* **Task objective**
The required output is the exact run of lines below that opens at the line with "pub world: [f32;" and closes at the line with "pub(crate) fn new(mut".

* **Input material**

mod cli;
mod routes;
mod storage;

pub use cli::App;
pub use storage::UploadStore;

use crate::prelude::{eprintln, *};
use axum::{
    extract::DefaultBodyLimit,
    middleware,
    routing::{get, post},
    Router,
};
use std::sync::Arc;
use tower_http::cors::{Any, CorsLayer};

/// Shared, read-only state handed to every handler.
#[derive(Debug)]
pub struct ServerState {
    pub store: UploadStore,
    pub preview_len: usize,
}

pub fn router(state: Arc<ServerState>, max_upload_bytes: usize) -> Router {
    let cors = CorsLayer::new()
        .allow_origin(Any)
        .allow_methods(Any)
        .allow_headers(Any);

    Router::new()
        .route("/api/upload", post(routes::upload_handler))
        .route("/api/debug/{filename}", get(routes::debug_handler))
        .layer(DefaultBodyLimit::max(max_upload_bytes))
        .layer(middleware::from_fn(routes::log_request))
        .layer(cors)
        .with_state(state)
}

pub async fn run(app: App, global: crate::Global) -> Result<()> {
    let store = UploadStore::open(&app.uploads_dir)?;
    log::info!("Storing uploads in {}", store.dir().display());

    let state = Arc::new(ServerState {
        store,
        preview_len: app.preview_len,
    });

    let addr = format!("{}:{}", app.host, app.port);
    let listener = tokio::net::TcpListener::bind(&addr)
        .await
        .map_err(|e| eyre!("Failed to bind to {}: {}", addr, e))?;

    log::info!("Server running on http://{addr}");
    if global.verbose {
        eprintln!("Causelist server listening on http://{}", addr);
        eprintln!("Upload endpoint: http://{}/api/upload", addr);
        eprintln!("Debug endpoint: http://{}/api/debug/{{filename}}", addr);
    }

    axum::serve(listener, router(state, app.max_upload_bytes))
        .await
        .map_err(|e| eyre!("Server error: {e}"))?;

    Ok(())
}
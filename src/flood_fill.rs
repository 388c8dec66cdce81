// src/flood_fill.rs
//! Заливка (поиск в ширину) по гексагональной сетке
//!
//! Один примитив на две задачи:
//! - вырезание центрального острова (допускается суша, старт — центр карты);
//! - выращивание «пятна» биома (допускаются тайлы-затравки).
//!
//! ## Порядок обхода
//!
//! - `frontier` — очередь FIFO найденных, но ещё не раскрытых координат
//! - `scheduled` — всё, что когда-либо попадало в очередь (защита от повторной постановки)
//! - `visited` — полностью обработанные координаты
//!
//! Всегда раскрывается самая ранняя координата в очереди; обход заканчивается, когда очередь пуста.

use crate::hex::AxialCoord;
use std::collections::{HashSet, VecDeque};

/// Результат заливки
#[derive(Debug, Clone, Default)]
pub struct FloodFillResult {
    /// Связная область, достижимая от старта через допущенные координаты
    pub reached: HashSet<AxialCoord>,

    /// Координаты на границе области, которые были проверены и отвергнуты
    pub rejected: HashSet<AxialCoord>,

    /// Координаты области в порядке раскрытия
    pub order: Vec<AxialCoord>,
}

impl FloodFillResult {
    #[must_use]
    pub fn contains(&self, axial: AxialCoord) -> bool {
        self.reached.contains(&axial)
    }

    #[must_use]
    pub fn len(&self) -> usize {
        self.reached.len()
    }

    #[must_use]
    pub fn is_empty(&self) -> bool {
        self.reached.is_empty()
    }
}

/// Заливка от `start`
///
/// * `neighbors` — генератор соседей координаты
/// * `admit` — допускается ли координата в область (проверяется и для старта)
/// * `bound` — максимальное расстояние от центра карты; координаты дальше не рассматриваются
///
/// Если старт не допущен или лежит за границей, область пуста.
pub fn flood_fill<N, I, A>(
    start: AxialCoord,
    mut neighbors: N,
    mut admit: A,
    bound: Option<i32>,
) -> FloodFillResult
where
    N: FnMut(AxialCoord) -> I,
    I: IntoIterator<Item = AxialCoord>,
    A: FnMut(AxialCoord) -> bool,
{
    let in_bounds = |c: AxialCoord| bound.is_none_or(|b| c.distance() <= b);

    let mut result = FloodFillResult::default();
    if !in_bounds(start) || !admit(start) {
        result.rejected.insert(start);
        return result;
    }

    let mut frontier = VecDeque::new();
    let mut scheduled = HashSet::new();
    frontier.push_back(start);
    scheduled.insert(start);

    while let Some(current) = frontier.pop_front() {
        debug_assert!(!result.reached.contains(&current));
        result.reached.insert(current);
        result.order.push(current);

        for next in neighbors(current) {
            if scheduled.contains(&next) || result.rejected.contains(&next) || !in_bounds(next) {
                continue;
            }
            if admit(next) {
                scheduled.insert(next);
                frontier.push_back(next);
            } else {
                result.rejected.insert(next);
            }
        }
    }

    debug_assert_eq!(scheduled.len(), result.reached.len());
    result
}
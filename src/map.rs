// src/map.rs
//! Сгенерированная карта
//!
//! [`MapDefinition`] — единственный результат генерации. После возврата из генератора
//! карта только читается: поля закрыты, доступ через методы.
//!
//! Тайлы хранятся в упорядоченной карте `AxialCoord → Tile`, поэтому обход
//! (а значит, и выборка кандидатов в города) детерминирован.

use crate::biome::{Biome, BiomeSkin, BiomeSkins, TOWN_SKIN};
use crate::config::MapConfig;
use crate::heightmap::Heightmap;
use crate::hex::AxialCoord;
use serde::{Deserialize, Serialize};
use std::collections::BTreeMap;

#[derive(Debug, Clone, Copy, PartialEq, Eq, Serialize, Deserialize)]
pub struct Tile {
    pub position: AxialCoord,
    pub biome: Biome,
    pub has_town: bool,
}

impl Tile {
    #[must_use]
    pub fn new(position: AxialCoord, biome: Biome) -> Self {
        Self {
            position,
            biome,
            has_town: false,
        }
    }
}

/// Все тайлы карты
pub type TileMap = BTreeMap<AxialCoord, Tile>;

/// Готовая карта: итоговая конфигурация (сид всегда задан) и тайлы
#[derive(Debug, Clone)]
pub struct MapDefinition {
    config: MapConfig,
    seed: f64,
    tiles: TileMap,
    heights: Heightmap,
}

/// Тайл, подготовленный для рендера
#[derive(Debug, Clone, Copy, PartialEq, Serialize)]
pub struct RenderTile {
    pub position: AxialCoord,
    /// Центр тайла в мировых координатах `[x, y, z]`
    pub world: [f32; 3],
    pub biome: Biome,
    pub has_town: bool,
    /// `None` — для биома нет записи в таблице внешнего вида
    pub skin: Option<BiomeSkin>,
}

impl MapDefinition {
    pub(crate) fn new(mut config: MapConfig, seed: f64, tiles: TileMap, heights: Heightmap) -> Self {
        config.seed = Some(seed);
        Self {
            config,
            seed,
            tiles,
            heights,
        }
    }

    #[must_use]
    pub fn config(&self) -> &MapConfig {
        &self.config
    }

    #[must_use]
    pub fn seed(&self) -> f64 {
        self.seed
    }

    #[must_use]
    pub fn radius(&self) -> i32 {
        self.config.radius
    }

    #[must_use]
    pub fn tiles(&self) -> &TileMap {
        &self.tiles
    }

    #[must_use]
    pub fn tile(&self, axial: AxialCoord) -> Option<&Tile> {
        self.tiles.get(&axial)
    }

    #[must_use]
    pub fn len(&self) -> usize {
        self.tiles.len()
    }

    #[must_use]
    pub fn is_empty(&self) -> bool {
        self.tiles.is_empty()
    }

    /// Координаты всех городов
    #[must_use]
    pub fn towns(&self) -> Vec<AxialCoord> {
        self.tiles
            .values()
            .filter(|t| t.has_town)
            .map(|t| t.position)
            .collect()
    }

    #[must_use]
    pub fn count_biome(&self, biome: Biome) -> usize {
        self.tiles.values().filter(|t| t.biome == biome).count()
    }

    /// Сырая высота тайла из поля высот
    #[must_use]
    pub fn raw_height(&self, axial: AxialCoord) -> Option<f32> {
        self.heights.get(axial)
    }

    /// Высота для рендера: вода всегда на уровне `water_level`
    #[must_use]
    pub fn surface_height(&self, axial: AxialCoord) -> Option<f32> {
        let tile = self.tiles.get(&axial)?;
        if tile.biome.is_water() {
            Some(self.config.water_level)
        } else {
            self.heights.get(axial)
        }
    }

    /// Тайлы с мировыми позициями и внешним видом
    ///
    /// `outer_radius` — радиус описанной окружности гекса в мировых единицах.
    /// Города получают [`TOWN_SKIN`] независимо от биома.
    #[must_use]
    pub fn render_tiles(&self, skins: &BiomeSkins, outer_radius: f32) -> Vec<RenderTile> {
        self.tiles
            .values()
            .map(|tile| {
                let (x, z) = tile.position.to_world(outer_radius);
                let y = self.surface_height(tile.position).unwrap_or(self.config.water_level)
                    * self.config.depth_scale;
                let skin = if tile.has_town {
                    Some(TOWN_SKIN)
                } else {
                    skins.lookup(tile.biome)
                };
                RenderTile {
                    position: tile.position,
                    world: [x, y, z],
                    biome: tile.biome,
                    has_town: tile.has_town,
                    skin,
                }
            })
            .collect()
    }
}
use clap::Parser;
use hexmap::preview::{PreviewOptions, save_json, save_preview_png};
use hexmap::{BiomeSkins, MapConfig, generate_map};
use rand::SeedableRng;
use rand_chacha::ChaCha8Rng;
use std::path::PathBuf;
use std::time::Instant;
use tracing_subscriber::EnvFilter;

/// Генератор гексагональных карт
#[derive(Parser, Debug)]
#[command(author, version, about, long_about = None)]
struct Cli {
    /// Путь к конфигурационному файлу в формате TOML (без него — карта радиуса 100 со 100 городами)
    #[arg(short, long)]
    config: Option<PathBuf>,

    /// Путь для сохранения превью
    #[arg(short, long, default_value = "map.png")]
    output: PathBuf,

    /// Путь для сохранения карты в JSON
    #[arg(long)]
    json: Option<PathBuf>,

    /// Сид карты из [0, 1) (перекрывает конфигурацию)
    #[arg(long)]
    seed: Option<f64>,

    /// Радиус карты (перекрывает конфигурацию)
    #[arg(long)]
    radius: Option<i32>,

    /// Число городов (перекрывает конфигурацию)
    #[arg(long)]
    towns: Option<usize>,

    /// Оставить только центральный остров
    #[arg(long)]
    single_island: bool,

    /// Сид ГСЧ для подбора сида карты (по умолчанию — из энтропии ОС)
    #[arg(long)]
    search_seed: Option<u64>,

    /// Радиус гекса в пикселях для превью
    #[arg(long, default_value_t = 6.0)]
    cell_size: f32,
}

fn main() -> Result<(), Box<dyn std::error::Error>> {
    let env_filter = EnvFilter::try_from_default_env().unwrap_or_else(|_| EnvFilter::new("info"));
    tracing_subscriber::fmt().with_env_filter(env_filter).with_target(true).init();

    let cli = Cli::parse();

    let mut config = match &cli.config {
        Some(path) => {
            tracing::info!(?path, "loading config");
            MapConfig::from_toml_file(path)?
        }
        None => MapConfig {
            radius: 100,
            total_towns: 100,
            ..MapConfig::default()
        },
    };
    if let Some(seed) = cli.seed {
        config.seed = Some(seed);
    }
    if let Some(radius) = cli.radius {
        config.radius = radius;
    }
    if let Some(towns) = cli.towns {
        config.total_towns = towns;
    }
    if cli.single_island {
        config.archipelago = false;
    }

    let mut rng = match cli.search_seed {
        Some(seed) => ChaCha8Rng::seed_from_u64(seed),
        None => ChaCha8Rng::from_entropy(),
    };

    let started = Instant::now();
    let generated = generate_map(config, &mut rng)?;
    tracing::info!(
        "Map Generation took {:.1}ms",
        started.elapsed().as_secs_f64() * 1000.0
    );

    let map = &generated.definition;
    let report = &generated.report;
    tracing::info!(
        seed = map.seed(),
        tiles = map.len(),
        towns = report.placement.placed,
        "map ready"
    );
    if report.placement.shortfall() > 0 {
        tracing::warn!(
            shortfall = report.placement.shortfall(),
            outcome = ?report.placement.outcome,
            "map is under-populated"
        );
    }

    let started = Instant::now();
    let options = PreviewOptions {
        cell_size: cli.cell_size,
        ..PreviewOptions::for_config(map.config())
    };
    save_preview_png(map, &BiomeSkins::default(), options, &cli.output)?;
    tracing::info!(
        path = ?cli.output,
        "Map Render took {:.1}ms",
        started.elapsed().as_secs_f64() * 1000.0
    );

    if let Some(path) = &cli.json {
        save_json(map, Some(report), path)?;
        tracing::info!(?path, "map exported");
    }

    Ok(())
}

* **Output**
    pub world: [f32; 3],
    pub biome: Biome,
    pub has_town: bool,
    /// `None` — для биома нет записи в таблице внешнего вида
    pub skin: Option<BiomeSkin>,
}

impl MapDefinition {
    pub(crate) fn new(mut config: MapConfig, seed: f64, tiles: TileMap, heights: Heightmap) -> Self {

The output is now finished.